Two other chimps in captivity at Santa's Hitching Post have previously died, but of natural causes, according to Laverly. One chimp died of "old age" in her '70s, while Laverly says another died from an aneurysm. "I'm all for the sanctuaries but I have never yet out of all the chimps I've placed been able to get a sanctuary to take one."
We shared Lavery's comments with Michael Mountain at The Nonhuman Rights Project, and he countered, "If Mr. Lavery really wants to place Tommy in one of the best sanctuaries in the country, then he must be pleased by what we’re doing. We’re working with the North American Primate Sanctuary Alliance (NAPSA), which is made up of the best sanctuaries in the country and has agreed to place Tommy in the sanctuary that best suits his needs.
"The conditions in which we found Tommy were simply appalling. If Mr. Lavery is proud of the conditions he is in, why wouldn’t he simply invite the media in to see what we saw? Tommy was in a small cage in a cavernous dark shed. All he had for company was a TV."
The group will file another habeus corpus motion today in Niagara Falls on behalf of a chimpanzee who is deaf and living in a private home. David Favre, a professor at Michigan State University College of Law and an expert on animal law, told Reuters this is the first habeas petition filed on behalf of an animal. "The focus here is whether a chimpanzee is a 'person' that has access to these laws," Favre said.

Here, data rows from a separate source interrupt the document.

mod common;

use std::sync::atomic::Ordering;
use std::sync::Arc;
use std::time::Duration;

use axum::body::Body;
use axum::http::{Method, Request, StatusCode};
use axum::Router;
use chrono::Utc;
use serde_json::Value;
use tower::ServiceExt;
use uuid::Uuid;

use common::Fleet;
use fleetdeck::model::ArtefactModel;
use fleetdeck::operator::Operator;
use fleetdeck::operator_api::router;

fn operator_app(fleet: &Fleet) -> Router {
    router(Arc::new(Operator::new(
        fleet.controller.clone(),
        fleet.runtime.clone(),
        fleet.executor.clone(),
        fleet.downloads.clone(),
    )))
}

async fn post(app: &Router, uri: &str) -> (StatusCode, Value) {
    let request = Request::builder()
        .method(Method::POST)
        .uri(uri)
        .body(Body::empty())
        .unwrap();
    let response = app.clone().oneshot(request).await.unwrap();
    let status = response.status();
    let bytes = axum::body::to_bytes(response.into_body(), usize::MAX)
        .await
        .unwrap();
    // extractor rejections answer in plain text
    (status, serde_json::from_slice(&bytes).unwrap_or(Value::Null))
}

#[tokio::test]
async fn cache_clear_evicts_by_age() {
    let fleet = Fleet::new(true);
    let app = operator_app(&fleet);
    let cache = fleet.dir.path().join("cache");
    std::fs::create_dir_all(&cache).unwrap();
    std::fs::write(cache.join("stale.tar.gz"), b"old archive").unwrap();
    tokio::time::sleep(Duration::from_millis(20)).await;

    let (status, body) = post(&app, "/cron/cache/clear?age=1000000years").await;
    assert_eq!(status, StatusCode::OK);
    assert_eq!(body["removed"], 0);

    let (status, body) = post(&app, "/cron/cache/clear?age=1ms").await;
    assert_eq!(status, StatusCode::OK);
    assert_eq!(body["removed"], 1);
    assert!(!cache.join("stale.tar.gz").exists());

    std::fs::write(cache.join("fresh.tar.gz"), b"new archive").unwrap();
    let (_, body) = post(&app, "/cron/cache/clear?age=1h").await;
    assert_eq!(body["removed"], 0);
    assert!(cache.join("fresh.tar.gz").exists());
}

#[tokio::test]
async fn cache_clear_rejects_unparsable_age() {
    let fleet = Fleet::new(true);
    let app = operator_app(&fleet);

    let (status, body) = post(&app, "/cron/cache/clear?age=eventually").await;
    assert_eq!(status, StatusCode::BAD_REQUEST);
    assert_eq!(body["code"], "BAD_REQUEST");

    let (status, _) = post(&app, "/cron/cache/clear").await;
    assert_eq!(status, StatusCode::BAD_REQUEST);
}

#[tokio::test]
async fn update_with_failed_mismatch_is_a_server_error() {
    let fleet = Fleet::new(true);
    let app = operator_app(&fleet);
    let installed = fleet.upload("lobby-maps", "3.2.0", false, &[("maps/lobby.dat", b"lobby")]);
    fleet.set_target(&installed);
    // registered on the controller, but its archive never arrived
    let missing = fleet
        .store
        .insert_artefact(ArtefactModel {
            uuid: Uuid::new_v4(),
            identifier: "spellcore".to_string(),
            version: semver::Version::new(1, 0, 0),
            uploaded_at: Utc::now(),
            hash: "0".repeat(64),
            requires_restart: true,
        })
        .unwrap();
    fleet.set_target(&missing);

    let (status, body) = post(&app, &format!("/server/{}/update", fleet.server)).await;

    assert_eq!(status, StatusCode::INTERNAL_SERVER_ERROR);
    assert_eq!(body["code"], "UPDATE_FAILED");
    let message = body["message"].as_str().unwrap();
    assert!(message.contains("1 applied, 1 failed"));
    assert!(message.contains("spellcore"));
    assert_eq!(fleet.installed("lobby-maps"), Some(installed.uuid));
    assert_eq!(fleet.installed("spellcore"), None);
}

#[tokio::test]
async fn update_of_a_container_that_will_not_stop_conflicts() {
    let fleet = Fleet::new(true);
    let app = operator_app(&fleet);
    let v1 = fleet.upload("spellcore", "1.0.0", true, &[("plugins/spellcore.jar", b"jar")]);
    fleet.set_target(&v1);
    fleet.runtime.running.store(true, Ordering::SeqCst);
    fleet.runtime.stuck.store(true, Ordering::SeqCst);

    let (status, body) = post(&app, &format!("/server/{}/update", fleet.server)).await;

    assert_eq!(status, StatusCode::CONFLICT);
    assert_eq!(body["code"], "SERVER_RUNNING");
    assert_eq!(fleet.runtime.stops.load(Ordering::SeqCst), 1);
    assert_eq!(fleet.installed("spellcore"), None);
    assert!(fleet.read("plugins/spellcore.jar").is_none());
}

#[tokio::test]
async fn start_and_unknown_actions() {
    let fleet = Fleet::new(true);
    let app = operator_app(&fleet);

    let (status, body) = post(&app, &format!("/server/{}/start", fleet.server)).await;
    assert_eq!(status, StatusCode::OK);
    assert_eq!(body["action"], "start");
    assert!(fleet.runtime.running.load(Ordering::SeqCst));

    let (status, _) = post(&app, &format!("/server/{}/explode", fleet.server)).await;
    assert_eq!(status, StatusCode::BAD_REQUEST);
}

The motion, filed by attorney Steven Wise, the author of the book Rattling the Cage: Toward Legal Rights for Animals, argues thus:
New York has always recognized the common law writ of habeas corpus and there is no question this Court would release Tommy if he were a human being, for his detention grossly interferes with his exercise of bodily liberty. The question before this Court is not whether Tommy is a human being—he is not—but whether, like a human being, he is a “legal person” under the law of New York, possessed of the common law right to bodily liberty protected by the common law writ of habeas corpus.
“Legal person” has never been a synonym for “human being.” It designates Western law’s most fundamental category by identifying those entities capable of possessing a legal right.